BEGIN DATA FOR THIS TASK
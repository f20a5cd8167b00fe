// SPDX-License-Identifier: MIT
// Copyright 2026 Roland Dreier <roland@rolandd.dev>

//! Admin dashboard summary.

use super::{DonationKind, NgoApi};
use crate::error::{AppError, Result};
use crate::models::{DashboardSummary, DonationCounts, MemberCounts, Section};
use serde_json::Value;

fn section<T>(name: &str, result: Result<Vec<Value>>, count: fn(&[Value]) -> T) -> Section<T> {
    match result {
        Ok(records) => Section::Loaded(count(&records)),
        Err(e) => {
            tracing::warn!(section = name, error = %e, "Dashboard section failed");
            Section::Failed(e.notice_message())
        }
    }
}

impl NgoApi {
    /// Fetch members and both donation collections concurrently.
    ///
    /// A failing section does not stop the others. An expired session
    /// fails the whole summary.
    pub async fn dashboard_summary(&self) -> Result<DashboardSummary> {
        let (members, society, general) = tokio::join!(
            self.members(None),
            self.donations(DonationKind::Society),
            self.donations(DonationKind::General),
        );

        if [&members, &society, &general]
            .iter()
            .any(|r| matches!(r, Err(AppError::SessionExpired)))
        {
            return Err(AppError::SessionExpired);
        }

        Ok(DashboardSummary {
            members: section("members", members, MemberCounts::from_records),
            society_donations: section("society_donations", society, DonationCounts::from_records),
            general_donations: section("general_donations", general, DonationCounts::from_records),
        })
    }
}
END DATA FOR THIS TASK
▸ WORK REQUIRED: Copy out each line of the data that includes the string "DashboardSummary".

▸ EXERCISE SOLUTION:
use crate::models::{DashboardSummary, DonationCounts, MemberCounts, Section};
    pub async fn dashboard_summary(&self) -> Result<DashboardSummary> {
        Ok(DashboardSummary {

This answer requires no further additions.